> **EXERCISE OBJECTIVE**
Begin with the line containing "assert_eq!(RepeatMode::All.cycle(), RepeatMode::Off);" and end with the last line of the data below; return those lines exactly, and only those.
══ DATA TO EXAMINE ══
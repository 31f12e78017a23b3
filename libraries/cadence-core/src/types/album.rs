//! Album types

use super::ids::AlbumId;
use super::track::Track;
use serde::{Deserialize, Serialize};

/// An album with its tracks in album order
#[derive(Debug, Clone, PartialEq, Serialize, Deserialize)]
#[serde(rename_all = "camelCase")]
pub struct Album {
    pub id: AlbumId,
    pub title: String,
    pub artist: String,
    #[serde(default, skip_serializing_if = "Option::is_none")]
    pub cover_art: Option<String>,
    #[serde(default, skip_serializing_if = "Option::is_none")]
    pub genre: Option<String>,
    #[serde(default)]
    pub tracks: Vec<Track>,
}

impl Album {
    pub fn new(
        id: impl Into<AlbumId>,
        title: impl Into<String>,
        artist: impl Into<String>,
        tracks: Vec<Track>,
    ) -> Self {
        Self {
            id: id.into(),
            title: title.into(),
            artist: artist.into(),
            cover_art: None,
            genre: None,
            tracks,
        }
    }

    pub fn track_count(&self) -> usize {
        self.tracks.len()
    }

    /// Total running time in seconds
    pub fn total_duration(&self) -> f64 {
        super::total_duration(&self.tracks)
    }
}

#[cfg(test)]
mod tests {
    use super::*;

    #[test]
    fn totals_follow_tracks() {
        let album = Album::new(
            "a1",
            "Debut",
            "The Band",
            vec![
                Track::new("t1", "One", "The Band", "/1.mp3").with_duration(120.0),
                Track::new("t2", "Two", "The Band", "/2.mp3").with_duration(90.5),
            ],
        );

        assert_eq!(album.track_count(), 2);
        assert_eq!(album.total_duration(), 210.5);
    }

    #[test]
    fn empty_album() {
        let album = Album::new("a1", "Nothing", "Nobody", vec![]);
        assert_eq!(album.track_count(), 0);
        assert_eq!(album.total_duration(), 0.0);
    }
}
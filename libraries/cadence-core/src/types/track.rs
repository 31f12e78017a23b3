//! Track types

use super::ids::TrackId;
use serde::{Deserialize, Serialize};

/// A playable catalog track
///
/// Once enqueued, a copy of the track is embedded in the queue entry; later
/// catalog edits never reach the queue.
#[derive(Debug, Clone, PartialEq, Serialize, Deserialize)]
#[serde(rename_all = "camelCase")]
pub struct Track {
    pub id: TrackId,
    pub title: String,
    pub artist: String,

    #[serde(default, skip_serializing_if = "Option::is_none")]
    pub album: Option<String>,

    /// Duration in seconds, never negative
    #[serde(default)]
    pub duration: f64,

    /// Opaque playable-media locator
    #[serde(rename = "mp3Url")]
    pub media_url: String,

    #[serde(default, skip_serializing_if = "Option::is_none")]
    pub cover_art: Option<String>,

    #[serde(default, skip_serializing_if = "Option::is_none")]
    pub genre: Option<String>,

    #[serde(default, skip_serializing_if = "Option::is_none")]
    pub is_explicit: Option<bool>,

    #[serde(default, skip_serializing_if = "Option::is_none")]
    pub track_number: Option<u32>,
}

impl Track {
    /// Create a track with the required fields and no metadata
    pub fn new(
        id: impl Into<TrackId>,
        title: impl Into<String>,
        artist: impl Into<String>,
        media_url: impl Into<String>,
    ) -> Self {
        Self {
            id: id.into(),
            title: title.into(),
            artist: artist.into(),
            album: None,
            duration: 0.0,
            media_url: media_url.into(),
            cover_art: None,
            genre: None,
            is_explicit: None,
            track_number: None,
        }
    }

    /// Set the duration (seconds). Negative or non-finite input becomes 0.
    #[must_use]
    pub fn with_duration(mut self, seconds: f64) -> Self {
        self.duration = if seconds.is_finite() { seconds.max(0.0) } else { 0.0 };
        self
    }

    #[must_use]
    pub fn with_album(mut self, album: impl Into<String>) -> Self {
        self.album = Some(album.into());
        self
    }

    #[must_use]
    pub fn with_cover_art(mut self, cover_art: impl Into<String>) -> Self {
        self.cover_art = Some(cover_art.into());
        self
    }

    #[must_use]
    pub fn with_genre(mut self, genre: impl Into<String>) -> Self {
        self.genre = Some(genre.into());
        self
    }

    #[must_use]
    pub fn with_explicit(mut self, is_explicit: bool) -> Self {
        self.is_explicit = Some(is_explicit);
        self
    }

    #[must_use]
    pub fn with_track_number(mut self, number: u32) -> Self {
        self.track_number = Some(number);
        self
    }
}
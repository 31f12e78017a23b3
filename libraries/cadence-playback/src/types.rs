//! Core types for playback management

use serde::{Deserialize, Serialize};

/// Repeat mode
///
/// Governs how Advance and Retreat behave at the queue boundaries.
#[derive(Debug, Clone, Copy, PartialEq, Eq, Default, Serialize, Deserialize)]
#[serde(rename_all = "lowercase")]
pub enum RepeatMode {
    /// Stop at the end of the queue
    #[default]
    #[serde(rename = "none")]
    Off,

    /// Loop the current track
    One,

    /// Loop the entire queue
    All,
}

impl RepeatMode {
    /// Next mode in the toggle cycle: none -> one -> all -> none
    #[must_use]
    pub fn cycle(self) -> Self {
        match self {
            Self::Off => Self::One,
            Self::One => Self::All,
            Self::All => Self::Off,
        }
    }

    pub fn as_str(&self) -> &'static str {
        match self {
            Self::Off => "none",
            Self::One => "one",
            Self::All => "all",
        }
    }
}

impl std::fmt::Display for RepeatMode {
    fn fmt(&self, f: &mut std::fmt::Formatter<'_>) -> std::fmt::Result {
        write!(f, "{}", self.as_str())
    }
}

/// Transport status as seen by the UI
#[derive(Debug, Clone, Copy, PartialEq, Eq, Default, Serialize, Deserialize)]
pub enum PlaybackStatus {
    /// Nothing playing (no track, stopped, ended or failed)
    #[default]
    Stopped,

    /// Waiting for the output to start the current track
    Loading,

    /// Playing audio
    Playing,

    /// Paused mid-track
    Paused,
}

#[cfg(test)]
mod tests {
    use super::*;

    #[test]
    fn repeat_cycles_through_all_modes() {
        assert_eq!(RepeatMode::Off.cycle(), RepeatMode::One);
        assert_eq!(RepeatMode::One.cycle(), RepeatMode::All);
        assert_eq!(RepeatMode::All.cycle(), RepeatMode::Off);
    }

    #[test]
    fn repeat_wire_names() {
        assert_eq!(serde_json::to_string(&RepeatMode::Off).unwrap(), "\"none\"");
        assert_eq!(serde_json::to_string(&RepeatMode::All).unwrap(), "\"all\"");

        let mode: RepeatMode = serde_json::from_str("\"one\"").unwrap();
        assert_eq!(mode, RepeatMode::One);
        assert_eq!(RepeatMode::default().to_string(), "none");
    }
}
═══
> **ANSWER TO THIS TASK**
        assert_eq!(RepeatMode::All.cycle(), RepeatMode::Off);
    }

    #[test]
    fn repeat_wire_names() {
        assert_eq!(serde_json::to_string(&RepeatMode::Off).unwrap(), "\"none\"");
        assert_eq!(serde_json::to_string(&RepeatMode::All).unwrap(), "\"all\"");

        let mode: RepeatMode = serde_json::from_str("\"one\"").unwrap();
        assert_eq!(mode, RepeatMode::One);
        assert_eq!(RepeatMode::default().to_string(), "none");
    }
}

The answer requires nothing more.